Ces signes de repentir viennent peut-être un peu tard, et je conviens (car je dois une franchise sans réserve à mon cher ami le public) qu'ils ont été un peu accélérés par la conversion de ma nièce Christy à l'ancienne foi papale, grâce à un certain prêtre madré de notre voisinage; et par le mariage de ma tante Dorothée à un capitaine de cavalerie à demi-solde, ci-devant membre de la Légion-d'Honneur, qui, à ce qu'il nous assure, serait aujourd'hui officier-général, si notre ancien ami Buonaparte avait continué à vivre et à triompher. Quant à Christy, je dois avouer que la tête lui avait tellement tourné à Édimbourg, en courant jusqu'à cinq routs7 par nuit, que, quoique je me méfiasse un peu des causes et des moyens de sa conversion, je ne fus pas fâché de voir qu'elle commençait à envisager les choses sous un aspect sérieux, n'importe de quelle manière.

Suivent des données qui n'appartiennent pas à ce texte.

//! MCP protocol types.
//!
//! This module defines the JSON-RPC envelopes and the MCP payloads carried
//! inside them. Request ids are kept as raw JSON so they are echoed back
//! exactly as the caller sent them.

use crate::error::McpError;
use serde::de::{IgnoredAny, MapAccess, Visitor};
use serde::{Deserialize, Deserializer, Serialize};
use serde_json::value::RawValue;
use serde_json::{Map, Value};
use std::collections::BTreeMap;
use std::fmt;

/// JSON-RPC version string.
pub const JSONRPC_VERSION: &str = "2.0";

/// MCP protocol revision reported by `initialize`.
pub const PROTOCOL_VERSION: &str = "2024-11-05";

/// Opaque request id (string, number or null), preserved byte-for-byte.
pub type RequestId = Box<RawValue>;

/// Distinguishes an absent field (None) from an explicit `null` (Some).
fn present<'de, D>(deserializer: D) -> Result<Option<RequestId>, D::Error>
where
    D: Deserializer<'de>,
{
    RequestId::deserialize(deserializer).map(Some)
}

/// JSON-RPC request. A request without an `id` is a notification.
#[derive(Debug, Clone, Serialize, Deserialize)]
pub struct JsonRpcRequest {
    #[serde(default)]
    pub jsonrpc: String,
    #[serde(default, deserialize_with = "present", skip_serializing_if = "Option::is_none")]
    pub id: Option<RequestId>,
    pub method: String,
    #[serde(default, skip_serializing_if = "Option::is_none")]
    pub params: Option<Value>,
}

impl JsonRpcRequest {
    /// Decode a request from a frame payload.
    pub fn from_slice(payload: &[u8]) -> Result<Self, serde_json::Error> {
        serde_json::from_slice(payload)
    }

    /// Whether the caller expects no response.
    pub fn is_notification(&self) -> bool {
        self.id.is_none()
    }
}

/// Captures the top-level `id` of a message object and stops reading there.
struct IdSlot<'a>(&'a mut Option<RequestId>);

impl<'de> Visitor<'de> for IdSlot<'_> {
    type Value = ();

    fn expecting(&self, f: &mut fmt::Formatter) -> fmt::Result {
        f.write_str("a JSON-RPC message object")
    }

    fn visit_map<A>(self, mut map: A) -> Result<(), A::Error>
    where
        A: MapAccess<'de>,
    {
        while let Some(key) = map.next_key::<String>()? {
            if key == "id" {
                *self.0 = Some(map.next_value()?);
                return Ok(());
            }
            map.next_value::<IgnoredAny>()?;
        }
        Ok(())
    }
}

/// Recover the `id` of a payload that failed to decode as a request.
///
/// The payload may be cut off anywhere after the id, so the object is
/// scanned key by key instead of being parsed whole.
pub fn salvage_id(payload: &[u8]) -> Option<RequestId> {
    let mut id = None;
    let mut deserializer = serde_json::Deserializer::from_slice(payload);
    // Stopping early leaves the object unterminated, which is reported as an error.
    let _ = (&mut deserializer).deserialize_map(IdSlot(&mut id));
    id
}

/// JSON-RPC response. Exactly one of `result` and `error` is set.
#[derive(Debug, Clone, Serialize, Deserialize)]
pub struct JsonRpcResponse {
    pub jsonrpc: String,
    /// Serialized as `null` when the request id could not be determined.
    pub id: Option<RequestId>,
    #[serde(skip_serializing_if = "Option::is_none")]
    pub result: Option<Value>,
    #[serde(skip_serializing_if = "Option::is_none")]
    pub error: Option<JsonRpcError>,
}

/// JSON-RPC error.
#[derive(Debug, Clone, Serialize, Deserialize)]
pub struct JsonRpcError {
    pub code: i32,
    pub message: String,
    #[serde(skip_serializing_if = "Option::is_none")]
    pub data: Option<Value>,
}

impl JsonRpcResponse {
    /// Create a success response.
    pub fn success(id: Option<RequestId>, result: Value) -> Self {
        Self {
            jsonrpc: JSONRPC_VERSION.to_string(),
            id,
            result: Some(result),
            error: None,
        }
    }

    /// Create an error response.
    pub fn error(id: Option<RequestId>, code: i32, message: impl Into<String>) -> Self {
        Self {
            jsonrpc: JSONRPC_VERSION.to_string(),
            id,
            result: None,
            error: Some(JsonRpcError {
                code,
                message: message.into(),
                data: None,
            }),
        }
    }

    /// Create an error response from a server error.
    pub fn failure(id: Option<RequestId>, err: &McpError) -> Self {
        let mut response = Self::error(id, err.code(), err.to_string());
        if let Some(error) = response.error.as_mut() {
            error.data = err.data();
        }
        response
    }

    /// The raw id text (`1`, `"abc"`, `null`), if any.
    pub fn id_text(&self) -> Option<&str> {
        self.id.as_deref().map(RawValue::get)
    }
}

/// Server identity reported by `initialize`.
#[derive(Debug, Clone, Serialize, Deserialize)]
pub struct ServerInfo {
    pub name: String,
    pub version: String,
}

/// `initialize` result.
#[derive(Debug, Clone, Serialize, Deserialize)]
pub struct InitializeResult {
    #[serde(rename = "protocolVersion")]
    pub protocol_version: String,
    #[serde(rename = "serverInfo")]
    pub server_info: ServerInfo,
    pub capabilities: Value,
}

/// MCP tool descriptor as listed by `tools/list`.
#[derive(Debug, Clone, Serialize, Deserialize)]
pub struct ToolDescriptor {
    pub name: String,
    pub description: String,
    #[serde(rename = "inputSchema")]
    pub input_schema: Value,
}

/// List tools response.
#[derive(Debug, Clone, Serialize, Deserialize)]
pub struct ListToolsResult {
    pub tools: Vec<ToolDescriptor>,
}

/// Call tool request parameters.
#[derive(Debug, Clone, Serialize, Deserialize)]
pub struct CallToolParams {
    pub name: String,
    #[serde(default)]
    pub arguments: Map<String, Value>,
}

/// Call tool response.
#[derive(Debug, Clone, Serialize, Deserialize)]
pub struct CallToolResult {
    pub content: Vec<ToolContent>,
    #[serde(rename = "isError", default)]
    pub is_error: bool,
}

impl CallToolResult {
    /// A successful result with a single text block.
    pub fn text(text: impl Into<String>) -> Self {
        Self {
            content: vec![ToolContent::Text { text: text.into() }],
            is_error: false,
        }
    }

    /// A tool-level failure with a single text block.
    pub fn error_text(text: impl Into<String>) -> Self {
        Self {
            content: vec![ToolContent::Text { text: text.into() }],
            is_error: true,
        }
    }

    /// Concatenated text of all text blocks.
    pub fn joined_text(&self) -> String {
        self.content
            .iter()
            .map(|c| match c {
                ToolContent::Text { text } => text.as_str(),
            })
            .collect::<Vec<_>>()
            .join("\n")
    }
}

/// Tool response content.
#[derive(Debug, Clone, Serialize, Deserialize)]
#[serde(tag = "type")]
pub enum ToolContent {
    #[serde(rename = "text")]
    Text { text: String },
}

/// Prompt argument descriptor.
#[derive(Debug, Clone, Serialize, Deserialize)]
pub struct PromptArgument {
    pub name: String,
    pub description: String,
    pub required: bool,
}

/// MCP prompt descriptor as listed by `prompts/list`.
#[derive(Debug, Clone, Serialize, Deserialize)]
pub struct PromptDescriptor {
    pub name: String,
    pub description: String,
    pub arguments: Vec<PromptArgument>,
}

/// List prompts response.
#[derive(Debug, Clone, Serialize, Deserialize)]
pub struct ListPromptsResult {
    pub prompts: Vec<PromptDescriptor>,
}

/// Get prompt request parameters.
#[derive(Debug, Clone, Serialize, Deserialize)]
pub struct GetPromptParams {
    pub name: String,
    #[serde(default)]
    pub arguments: BTreeMap<String, String>,
}

/// Get prompt response.
#[derive(Debug, Clone, Serialize, Deserialize)]
pub struct GetPromptResult {
    pub description: String,
    pub messages: Vec<PromptMessage>,
}

/// A single prompt message.
#[derive(Debug, Clone, Serialize, Deserialize)]
pub struct PromptMessage {
    pub role: String,
    pub content: ToolContent,
}
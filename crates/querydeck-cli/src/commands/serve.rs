//! `querydeck serve` - run the MCP server over stdio.

use super::health;
use anyhow::{Context, Result};
use clap::Args;
use querydeck_adapter_pg::PgExecutor;
use querydeck_core::{DatabaseConfig, QuerydeckConfig, load_definition_set};
use querydeck_mcp::{Executor, McpServer, Registry};
use std::path::PathBuf;
use std::sync::Arc;
use tracing::{info, warn};

/// Arguments for `querydeck serve`.
#[derive(Debug, Args)]
pub struct ServeArgs {
    /// Definitions directory. Overrides the config file.
    #[arg(long, env = "QUERYDECK_DEFINITIONS")]
    pub definitions: Option<PathBuf>,

    /// Never connect to a database; tool calls return generated SQL or fallbacks.
    #[arg(long, default_value_t = false)]
    pub no_database: bool,

    /// Also serve the HTTP health endpoint on this address.
    #[arg(long)]
    pub health_bind: Option<String>,
}

pub async fn execute(mut config: QuerydeckConfig, args: ServeArgs) -> Result<()> {
    if let Some(dir) = args.definitions {
        config.definitions_dir = dir;
    }

    let definitions = load_definition_set(&config.definitions_dir).with_context(|| {
        format!(
            "Failed to load definitions from {}",
            config.definitions_dir.display()
        )
    })?;
    info!(
        dir = %config.definitions_dir.display(),
        tools = definitions.tools.len(),
        prompts = definitions.prompts.len(),
        glossaries = definitions.glossaries.len(),
        "Loaded definitions"
    );

    let executor = if args.no_database {
        info!("Database disabled by --no-database");
        None
    } else {
        connect(&config.database).await
    };

    let mut server = McpServer::new(
        config.name.clone(),
        env!("CARGO_PKG_VERSION"),
        Arc::new(Registry::build(definitions)),
    );
    if let Some(executor) = &executor {
        server = server.with_executor(executor.clone());
    }

    if let Some(bind) = args.health_bind {
        let listener = tokio::net::TcpListener::bind(&bind)
            .await
            .with_context(|| format!("Failed to bind health endpoint on {}", bind))?;
        info!(addr = %bind, "Health endpoint listening");
        let app = health::router(health::HealthState::from_config(&config));
        tokio::spawn(async move {
            if let Err(e) = axum::serve(listener, app).await {
                warn!(error = %e, "Health endpoint stopped");
            }
        });
    }

    let result = server.run_stdio().await;

    if let Some(executor) = executor {
        executor.close().await;
    }
    result.context("MCP server failed")
}

/// Connect to the configured database, or run without one.
async fn connect(config: &DatabaseConfig) -> Option<Arc<dyn Executor>> {
    if !config.is_configured() {
        info!("No database configured, tool calls will return generated SQL");
        return None;
    }

    match PgExecutor::connect(config).await {
        Ok(executor) => Some(Arc::new(executor)),
        Err(e) => {
            warn!(
                database = %config.redacted_target(),
                error = %format!("{:#}", e),
                "Database connection failed, continuing without a database"
            );
            None
        }
    }
}
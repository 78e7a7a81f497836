//! Configuration types for Querydeck.
//!
//! Configuration is loaded from an optional YAML file (`querydeck.yaml`),
//! then overridden by environment variables. Every section has defaults, so
//! a missing file is equivalent to an empty one.

pub mod database;

use serde::{Deserialize, Serialize};
use std::fs;
use std::path::{Path, PathBuf};

pub use database::DatabaseConfig;

/// Complete Querydeck configuration.
#[derive(Debug, Clone, Serialize, Deserialize)]
pub struct QuerydeckConfig {
    /// Server name reported by `initialize` and the health endpoint.
    #[serde(default = "default_name")]
    pub name: String,

    /// Directory holding tool, prompt and glossary definitions.
    #[serde(default = "default_definitions_dir")]
    pub definitions_dir: PathBuf,

    /// Backing database.
    #[serde(default)]
    pub database: DatabaseConfig,

    /// HTTP health surface.
    #[serde(default)]
    pub health: HealthConfig,

    /// Log filtering.
    #[serde(default)]
    pub logging: LoggingConfig,
}

impl Default for QuerydeckConfig {
    fn default() -> Self {
        Self {
            name: default_name(),
            definitions_dir: default_definitions_dir(),
            database: DatabaseConfig::default(),
            health: HealthConfig::default(),
            logging: LoggingConfig::default(),
        }
    }
}

/// Health check configuration.
#[derive(Debug, Clone, Serialize, Deserialize)]
pub struct HealthConfig {
    /// Bind address, e.g. "0.0.0.0:8080".
    #[serde(default = "default_health_bind")]
    pub bind: String,
}

impl Default for HealthConfig {
    fn default() -> Self {
        Self {
            bind: default_health_bind(),
        }
    }
}

/// Logging configuration.
#[derive(Debug, Clone, Serialize, Deserialize)]
pub struct LoggingConfig {
    /// `tracing-subscriber` filter directive. `RUST_LOG` takes precedence.
    #[serde(default = "default_log_filter")]
    pub filter: String,
}

impl Default for LoggingConfig {
    fn default() -> Self {
        Self {
            filter: default_log_filter(),
        }
    }
}

fn default_name() -> String {
    "querydeck".to_string()
}

fn default_definitions_dir() -> PathBuf {
    PathBuf::from("tools")
}

fn default_health_bind() -> String {
    "0.0.0.0:8080".to_string()
}

fn default_log_filter() -> String {
    "info".to_string()
}

/// Error type for configuration and definition loading.
#[derive(Debug, thiserror::Error)]
pub enum ConfigError {
    #[error("IO error: {0}")]
    Io(#[from] std::io::Error),

    #[error("YAML parse error: {0}")]
    Yaml(#[from] serde_yaml::Error),

    #[error("invalid definition in {}: {reason}", path.display())]
    Definition { path: PathBuf, reason: String },

    #[error("Configuration error: {0}")]
    Config(String),
}

impl QuerydeckConfig {
    /// Load configuration from a YAML file.
    pub fn from_file(path: impl AsRef<Path>) -> Result<Self, ConfigError> {
        let content = fs::read_to_string(path.as_ref())?;
        Self::from_yaml(&content)
    }

    /// Parse configuration from YAML content.
    pub fn from_yaml(content: &str) -> Result<Self, ConfigError> {
        serde_yaml::from_str(content).map_err(ConfigError::from)
    }

    /// Load configuration from `path` if it exists, apply environment
    /// overrides, and resolve `definitions_dir` relative to the file.
    ///
    /// Returns the configuration and whether the file was found.
    pub fn load(path: impl AsRef<Path>) -> Result<(Self, bool), ConfigError> {
        let path = path.as_ref();
        let found = path.exists();
        let mut config = if found {
            let mut config = Self::from_file(path)?;
            if config.definitions_dir.is_relative() {
                if let Some(base_dir) = path.parent().filter(|p| !p.as_os_str().is_empty()) {
                    config.definitions_dir = base_dir.join(&config.definitions_dir);
                }
            }
            config
        } else {
            Self::default()
        };
        config.apply_env_with(|key| std::env::var(key).ok());
        config.validate()?;
        Ok((config, found))
    }

    /// Apply `DB_*` environment overrides using the given lookup.
    pub fn apply_env_with(&mut self, lookup: impl Fn(&str) -> Option<String>) {
        let non_empty = |key: &str| lookup(key).filter(|v| !v.is_empty());

        if let Some(url) = non_empty("DB_CONNECTION_STRING") {
            self.database.url = Some(url);
        }
        if let Some(host) = non_empty("DB_HOST") {
            self.database.host = Some(host);
        }
        if let Some(port) = non_empty("DB_PORT") {
            match port.parse() {
                Ok(port) => self.database.port = Some(port),
                Err(_) => tracing::warn!(value = %port, "Ignoring invalid DB_PORT"),
            }
        }
        if let Some(database) = non_empty("DB_DATABASE") {
            self.database.database = Some(database);
        }
        if let Some(username) = non_empty("DB_USERNAME") {
            self.database.username = Some(username);
        }
        if let Some(password) = non_empty("DB_PASSWORD") {
            self.database.password = Some(password);
        }
    }

    /// Reject configurations that cannot work.
    pub fn validate(&self) -> Result<(), ConfigError> {
        if self.name.trim().is_empty() {
            return Err(ConfigError::Config("name must not be empty".to_string()));
        }
        if self.database.max_connections == 0 {
            return Err(ConfigError::Config(
                "database.max_connections must be at least 1".to_string(),
            ));
        }
        Ok(())
    }
}
//! Name-indexed registry of tools, prompts and glossaries.
//!
//! The registry is built once from a [`DefinitionSet`] and is read-only
//! afterwards, so it can be shared behind an `Arc` without locking.

use crate::processor::{PREVIEW_KEY, TemplateProcessor};
use crate::prompt;
use crate::protocol::{PromptDescriptor, ToolDescriptor};
use querydeck_core::{DefinitionSet, GlossaryResource, PromptDefinition, ToolDefinition};
use serde_json::{Map, Value, json};
use std::collections::BTreeMap;

/// Tools answered by the server itself rather than by rendering SQL.
#[derive(Debug, Clone, Copy, PartialEq, Eq)]
pub enum Builtin {
    /// Reports executor reachability.
    ConnectionStatus,
    /// Returns the loaded glossary.
    Glossary,
}

impl Builtin {
    fn for_name(name: &str) -> Option<Self> {
        match name {
            "connection_status" => Some(Self::ConnectionStatus),
            "glossary_resource" => Some(Self::Glossary),
            _ => None,
        }
    }
}

/// A registered tool.
#[derive(Debug, Clone)]
pub struct ToolEntry {
    processor: TemplateProcessor,
    builtin: Option<Builtin>,
}

impl ToolEntry {
    pub fn processor(&self) -> &TemplateProcessor {
        &self.processor
    }

    pub fn definition(&self) -> &ToolDefinition {
        self.processor.definition()
    }

    pub fn builtin(&self) -> Option<Builtin> {
        self.builtin
    }

    fn descriptor(&self) -> ToolDescriptor {
        let definition = self.definition();
        let mut properties = Map::new();
        for (name, param) in &definition.parameters {
            let mut property = Map::new();
            property.insert("type".into(), json!(param.kind().schema_type()));
            if !param.description.is_empty() {
                property.insert("description".into(), json!(param.description));
            }
            if let Some(default) = &param.default {
                property.insert("default".into(), default.clone());
            }
            properties.insert(name.clone(), Value::Object(property));
        }
        if self.builtin.is_none() {
            properties.insert(
                PREVIEW_KEY.to_string(),
                json!({
                    "type": "boolean",
                    "description": "Return the generated SQL without executing it",
                }),
            );
        }

        ToolDescriptor {
            name: definition.name.clone(),
            description: definition.description.clone(),
            input_schema: json!({
                "type": "object",
                "properties": properties,
                "required": definition.required,
            }),
        }
    }
}

/// Registry of everything the server can serve.
#[derive(Debug, Clone, Default)]
pub struct Registry {
    tools: BTreeMap<String, ToolEntry>,
    prompts: BTreeMap<String, PromptDefinition>,
    glossaries: Vec<GlossaryResource>,
}

impl Registry {
    /// Build a registry. A later definition replaces an earlier one with the same name.
    pub fn build(set: DefinitionSet) -> Self {
        let mut registry = Self::default();

        for tool in set.tools {
            let name = tool.name.clone();
            let entry = ToolEntry {
                builtin: Builtin::for_name(&name),
                processor: TemplateProcessor::new(tool),
            };
            if registry.tools.insert(name.clone(), entry).is_some() {
                tracing::warn!(tool = %name, "Duplicate tool definition, keeping the last one loaded");
            }
        }

        for prompt in set.prompts {
            let name = prompt.name.clone();
            if registry.prompts.insert(name.clone(), prompt).is_some() {
                tracing::warn!(prompt = %name, "Duplicate prompt definition, keeping the last one loaded");
            }
        }

        registry.glossaries = set.glossaries;

        tracing::debug!(
            tools = registry.tools.len(),
            prompts = registry.prompts.len(),
            glossaries = registry.glossaries.len(),
            "Built registry"
        );
        registry
    }

    /// Look up a tool by name.
    pub fn lookup(&self, name: &str) -> Option<&ToolEntry> {
        self.tools.get(name)
    }

    /// Tool descriptors for `tools/list`, sorted by name.
    pub fn tool_descriptors(&self) -> Vec<ToolDescriptor> {
        self.tools.values().map(ToolEntry::descriptor).collect()
    }

    pub fn prompt(&self, name: &str) -> Option<&PromptDefinition> {
        self.prompts.get(name)
    }

    /// Prompt descriptors for `prompts/list`, sorted by name.
    pub fn prompt_descriptors(&self) -> Vec<PromptDescriptor> {
        self.prompts.values().map(prompt::describe).collect()
    }

    /// The first glossary loaded, if any.
    pub fn glossary(&self) -> Option<&GlossaryResource> {
        self.glossaries.first()
    }

    /// Number of tools.
    pub fn len(&self) -> usize {
        self.tools.len()
    }

    pub fn is_empty(&self) -> bool {
        self.tools.is_empty()
    }
}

D'ailleurs la perte ne fut pas très-grande pour moi, car le couvent m'en a débarrassé pour une pension fort raisonnable. Mais le mariage terrestre de ma tante Dorothée était une chose toute différente des épousailles spirituelles de ma nièce: d'abord elle avait 2000 livres sterling, placées dans les trois pour cent, et qui sont aussi-bien perdues pour ma famille que si l'on avait fait un biffage général sur le grand livre de la dette publique; car qui aurait cru que ma tante Dorothée se fût mariée? Bien plus, qui aurait jamais pensé qu'une femme, ayant cinquante ans d'expérience, aurait épousé un squelette français, dont les bras et les jambes, offrant les mêmes dimensions, semblaient deux compas entr'ouverts, placés perpendiculairement l'un sur l'autre, et tournant sur un pivot commun tout juste assez fort pour figurer un corps? Tout le reste n'était que moustaches, pelisses et pantalons. Elle aurait pu acheter un polk de véritables cosaques en 1815, pour la moitié de la fortune qu'elle a abandonnée à cet épouvantail militaire. Mais il est inutile d'en dire davantage sur ce sujet, d'autant plus qu'elle en était venue au point de citer Rousseau pour le sentiment: – qu'il n'en soit plus question.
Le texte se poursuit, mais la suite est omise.